In the early history of the Church, blasphemy "was considered to show active disrespect to God and to involve the use of profane cursing or mockery of his powers". Motivations behind this come from disagreement with the Church, feelings of hopelessness or Church abandonment, or feelings of confinement. In the medieval world, those who committed blasphemy were seen as needing discipline. By the 17th century, several historically Christian countries had legislation against blasphemy. Blasphemy was proscribed speech in the U.S. until well into the 20th century. Blasphemy laws were abolished in England and Wales in 2008, and in Ireland in 2020. Scotland repealed its blasphemy laws in 2021. Many other countries have abolished blasphemy laws including Denmark, the Netherlands, Iceland, Norway and New Zealand. As of 2019, 40 percent of the world's countries have blasphemy laws on the books, including 18 countries in the Middle East and North Africa, or 90% of countries in that region.

==Etymology==

The word blasphemy came via Middle English blasfemen and Old French blasfemer and Late Latin blasphemare from Greek βλασφημέω, from βλασ, "injure" and φήμη, "utterance, talk, speech". From blasphemare also came Old French blasmer, from which the English word blame came.
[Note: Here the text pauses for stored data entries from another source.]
//! The command interface for MIPI-DSI panels.
//!
//! The panel driver never sees the DSI host itself. It only needs a way to push
//! one DCS write (a short byte frame) at a time, which is what
//! [`CommandChannel`] describes. Packet type selection, virtual channel and ECC
//! are the host's business.

/// Largest parameter list [`CommandChannel::send_command_data`] accepts.
pub const MAX_PARAMS: usize = 15;

/// Pixel format streamed by the host in video mode.
#[derive(Clone, Copy, Debug, PartialEq, Eq)]
#[cfg_attr(feature = "defmt", derive(defmt::Format))]
pub enum PixelFormat {
    Rgb888,
    Rgb666,
    Rgb666Packed,
    Rgb565,
}

impl PixelFormat {
    pub const fn bits_per_pixel(self) -> u8 {
        match self {
            PixelFormat::Rgb888 | PixelFormat::Rgb666Packed => 24,
            PixelFormat::Rgb666 => 18,
            PixelFormat::Rgb565 => 16,
        }
    }
}

/// Video mode timing flavour.
#[derive(Clone, Copy, Debug, PartialEq, Eq)]
#[cfg_attr(feature = "defmt", derive(defmt::Format))]
pub enum VideoMode {
    /// Sync pulses carry both start and end events.
    SyncPulse,
    /// Sync events only, no end packets.
    SyncEvent,
    Burst,
}

/// Link parameters the host must be configured with before the panel can be
/// driven.
#[derive(Clone, Copy, Debug, PartialEq, Eq)]
#[cfg_attr(feature = "defmt", derive(defmt::Format))]
pub struct LinkConfig {
    /// Number of data lanes, 1 to 4.
    pub lanes: u8,
    pub format: PixelFormat,
    pub mode: VideoMode,
}

impl LinkConfig {
    pub const fn new(lanes: u8, format: PixelFormat, mode: VideoMode) -> Self {
        Self {
            lanes,
            format,
            mode,
        }
    }
}

/// Trait implemented by DSI hosts to carry panel commands.
///
/// Every call is one complete frame: it is either accepted as a whole or the
/// call fails. Nothing is read back.
///
/// There is no timeout at this level. A transport that never returns blocks
/// the lifecycle operation that issued the write; hosts that can hang should
/// bound their own transfers and report it through `Self::Error`.
pub trait CommandChannel {
    type Error: core::fmt::Debug;

    /// Send one DCS write, `bytes[0]` being the command (or register) and the
    /// rest its parameters.
    fn send(&mut self, bytes: &[u8]) -> Result<(), Self::Error>;

    /// Send a parameterless command.
    fn send_command(&mut self, command: u8) -> Result<(), Self::Error> {
        self.send(&[command])
    }

    /// Send a command and its parameters as a single frame.
    ///
    /// Panics if `data` is longer than [`MAX_PARAMS`].
    fn send_command_data(&mut self, command: u8, data: &[u8]) -> Result<(), Self::Error> {
        assert!(data.len() <= MAX_PARAMS, "DCS parameter list too long");

        let mut buf = [0u8; MAX_PARAMS + 1];
        buf[0] = command;
        buf[1..=data.len()].copy_from_slice(data);
        self.send(&buf[..=data.len()])
    }

    /// Configure the host side of the link for this panel.
    fn attach(&mut self, _link: &LinkConfig) -> Result<(), Self::Error> {
        Ok(())
    }

    /// Release the host side of the link.
    fn detach(&mut self) {}
}

impl<T: CommandChannel + ?Sized> CommandChannel for &mut T {
    type Error = T::Error;

    fn send(&mut self, bytes: &[u8]) -> Result<(), Self::Error> {
        T::send(self, bytes)
    }

    fn send_command(&mut self, command: u8) -> Result<(), Self::Error> {
        T::send_command(self, command)
    }

    fn send_command_data(&mut self, command: u8, data: &[u8]) -> Result<(), Self::Error> {
        T::send_command_data(self, command, data)
    }

    fn attach(&mut self, link: &LinkConfig) -> Result<(), Self::Error> {
        T::attach(self, link)
    }

    fn detach(&mut self) {
        T::detach(self)
    }
}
Blasphemy: 'from Gk. blasphemia "a speaking ill, impious speech, slander," from blasphemein "to speak evil of." "In the sense of speaking evil of God this word is found in Ps. 74:18; Isa. 52:5; Rom. 2:24; Rev. 13:1, 6; 16:9, 11, 21. It denotes also any kind of calumny, or evil-speaking, or abuse (1 Kings 21:10 LXX; Acts 13:45; 18:6, etc.)."

==History==

===Middle Ages===
Heresy received more attention than blasphemy throughout the Middle Ages because it was considered a more serious threat to Orthodoxy, while blasphemy was mostly seen as irreverent remarks made by persons who may have been drunk or diverged from good standards of conduct in isolated incidents of misbehavior. When the fundamental understanding of the sacred became more contentious during the Reformation, blasphemy started to be regarded as similar to heresy.
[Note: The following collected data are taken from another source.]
//! Power, reset and backlight handles.
//!
//! The panel engine only needs switch-like capabilities. Boards wire these to
//! regulators, GPIO expanders or PWM drivers; plain GPIO adapters over
//! `embedded_hal::digital::OutputPin` are provided here.

use core::fmt;

use embedded_hal::digital::OutputPin;

pub trait PowerSupply {
    type Error: fmt::Debug;

    fn enable(&mut self) -> Result<(), Self::Error>;
    fn disable(&mut self) -> Result<(), Self::Error>;
}

/// Reset input of the controller, in logical terms: `assert` holds the
/// controller in reset whatever the electrical polarity.
pub trait ResetLine {
    type Error: fmt::Debug;

    fn assert(&mut self) -> Result<(), Self::Error>;
    fn deassert(&mut self) -> Result<(), Self::Error>;
}

pub trait Backlight {
    type Error: fmt::Debug;

    fn enable(&mut self) -> Result<(), Self::Error>;
    fn disable(&mut self) -> Result<(), Self::Error>;
}

/// Electrical level meaning "active".
#[derive(Clone, Copy, Debug, PartialEq, Eq)]
#[cfg_attr(feature = "defmt", derive(defmt::Format))]
pub enum Polarity {
    ActiveHigh,
    ActiveLow,
}

fn drive<P: OutputPin>(pin: &mut P, polarity: Polarity, active: bool) -> Result<(), P::Error> {
    match (polarity, active) {
        (Polarity::ActiveHigh, true) | (Polarity::ActiveLow, false) => pin.set_high(),
        (Polarity::ActiveHigh, false) | (Polarity::ActiveLow, true) => pin.set_low(),
    }
}

/// Load switch or regulator enable on a GPIO.
pub struct PowerPin<P> {
    pin: P,
    polarity: Polarity,
}

impl<P: OutputPin> PowerPin<P> {
    pub fn new(pin: P) -> Self {
        Self::with_polarity(pin, Polarity::ActiveHigh)
    }

    pub fn with_polarity(pin: P, polarity: Polarity) -> Self {
        Self { pin, polarity }
    }

    pub fn release(self) -> P {
        self.pin
    }
}

impl<P: OutputPin> PowerSupply for PowerPin<P> {
    type Error = P::Error;

    fn enable(&mut self) -> Result<(), Self::Error> {
        drive(&mut self.pin, self.polarity, true)
    }

    fn disable(&mut self) -> Result<(), Self::Error> {
        drive(&mut self.pin, self.polarity, false)
    }
}

/// Reset line on a GPIO. The ILI9881 RESX input is active low.
pub struct ResetPin<P> {
    pin: P,
    polarity: Polarity,
}

impl<P: OutputPin> ResetPin<P> {
    pub fn new(pin: P) -> Self {
        Self::with_polarity(pin, Polarity::ActiveLow)
    }

    pub fn with_polarity(pin: P, polarity: Polarity) -> Self {
        Self { pin, polarity }
    }

    pub fn release(self) -> P {
        self.pin
    }
}

impl<P: OutputPin> ResetLine for ResetPin<P> {
    type Error = P::Error;

    fn assert(&mut self) -> Result<(), Self::Error> {
        drive(&mut self.pin, self.polarity, true)
    }

    fn deassert(&mut self) -> Result<(), Self::Error> {
        drive(&mut self.pin, self.polarity, false)
    }
}

/// Backlight enable on a GPIO, full brightness when on.
pub struct BacklightPin<P> {
    pin: P,
    polarity: Polarity,
}

impl<P: OutputPin> BacklightPin<P> {
    pub fn new(pin: P) -> Self {
        Self::with_polarity(pin, Polarity::ActiveHigh)
    }

    pub fn with_polarity(pin: P, polarity: Polarity) -> Self {
        Self { pin, polarity }
    }

    pub fn release(self) -> P {
        self.pin
    }
}

impl<P: OutputPin> Backlight for BacklightPin<P> {
    type Error = P::Error;

    fn enable(&mut self) -> Result<(), Self::Error> {
        drive(&mut self.pin, self.polarity, true)
    }

    fn disable(&mut self) -> Result<(), Self::Error> {
        drive(&mut self.pin, self.polarity, false)
    }
}

/// Placeholder for boards without a controllable backlight.
///
/// Never constructed, only names the type of `None`.
pub enum NoBacklight {}

impl Backlight for NoBacklight {
    type Error = core::convert::Infallible;

    fn enable(&mut self) -> Result<(), Self::Error> {
        match *self {}
    }

    fn disable(&mut self) -> Result<(), Self::Error> {
        match *self {}
    }
}

/// Which handle an acquisition error is about.
#[derive(Clone, Copy, Debug, PartialEq, Eq)]
#[cfg_attr(feature = "defmt", derive(defmt::Format))]
pub enum ResourceKind {
    Power,
    Reset,
    Backlight,
}

impl fmt::Display for ResourceKind {
    fn fmt(&self, f: &mut fmt::Formatter<'_>) -> fmt::Result {
        f.write_str(match self {
            ResourceKind::Power => "power supply",
            ResourceKind::Reset => "reset line",
            ResourceKind::Backlight => "backlight",
        })
    }
}

#[derive(Clone, Copy, Debug, PartialEq, Eq)]
#[cfg_attr(feature = "defmt", derive(defmt::Format))]
pub enum ResourceError {
    /// A mandatory handle is not described for this device.
    Missing(ResourceKind),
    /// The handle exists but its provider is not up yet, attach again later.
    Deferred(ResourceKind),
}

impl ResourceError {
    pub fn kind(&self) -> ResourceKind {
        match *self {
            ResourceError::Missing(kind) | ResourceError::Deferred(kind) => kind,
        }
    }

    pub fn is_deferred(&self) -> bool {
        matches!(self, ResourceError::Deferred(_))
    }
}

impl fmt::Display for ResourceError {
    fn fmt(&self, f: &mut fmt::Formatter<'_>) -> fmt::Result {
        match self {
            ResourceError::Missing(kind) => write!(f, "couldn't get {}", kind),
            ResourceError::Deferred(kind) => write!(f, "{} not available yet", kind),
        }
    }
}

/// Outcome of looking up one handle.
#[derive(Debug)]
pub enum Acquire<T> {
    Ready(T),
    /// Not described for this device.
    Absent,
    /// Described, but not available yet.
    Deferred,
}

impl<T> Acquire<T> {
    /// A handle the panel cannot work without.
    pub fn required(self, kind: ResourceKind) -> Result<T, ResourceError> {
        match self {
            Acquire::Ready(handle) => Ok(handle),
            Acquire::Absent => Err(ResourceError::Missing(kind)),
            Acquire::Deferred => Err(ResourceError::Deferred(kind)),
        }
    }

    /// A handle the panel can do without. Absence is fine, a described but
    /// missing provider still defers the attach.
    pub fn optional(self, kind: ResourceKind) -> Result<Option<T>, ResourceError> {
        match self {
            Acquire::Ready(handle) => Ok(Some(handle)),
            Acquire::Absent => Ok(None),
            Acquire::Deferred => Err(ResourceError::Deferred(kind)),
        }
    }
}

/// Platform side of the binding: hands out the handles of one device.
pub trait ResourceProvider {
    type Power: PowerSupply;
    type Reset: ResetLine;
    type Backlight: Backlight;

    fn power(&mut self) -> Acquire<Self::Power>;
    fn reset(&mut self) -> Acquire<Self::Reset>;
    fn backlight(&mut self) -> Acquire<Self::Backlight>;
}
The intellectual culture of the early English Enlightenment embraced ironic or scoffing tones in contradistinction to the idea of sacredness in revealed religion. The characterization of "scoffing" as blasphemy was defined as profaning the Scripture by irreverent "Buffoonery and Banter". From at least the 18th century on, the clergy of the Church of England justified blasphemy prosecutions by distinguishing "sober reasoning" from mockery and scoffing. Religious doctrine could be discussed "in a calm, decent and serious way" (in the words of Bishop Gibson) but mockery and scoffing, they said, were appeals to sentiment, not to reason.

===Common law===
It was a common law crime according to William Blackstone's Commentaries on the Laws of England:

Blasphemy against the Almighty is denying his being or providence, or uttering conteumelious reproaches on our Savior Christ. It is punished, at common law by fine and imprisonment, for Christianity is part of the laws of the land".

In 1636, the Puritan-controlled Massachusetts Bay Colony made blasphemy – defined as "a cursing of God by atheism, or the like" – punishable by death. The last person hanged for blasphemy in Great Britain was Thomas Aikenhead aged 20, in Scotland in 1697. He was prosecuted for denying the veracity of the Old Testament and the legitimacy of Christ's miracles.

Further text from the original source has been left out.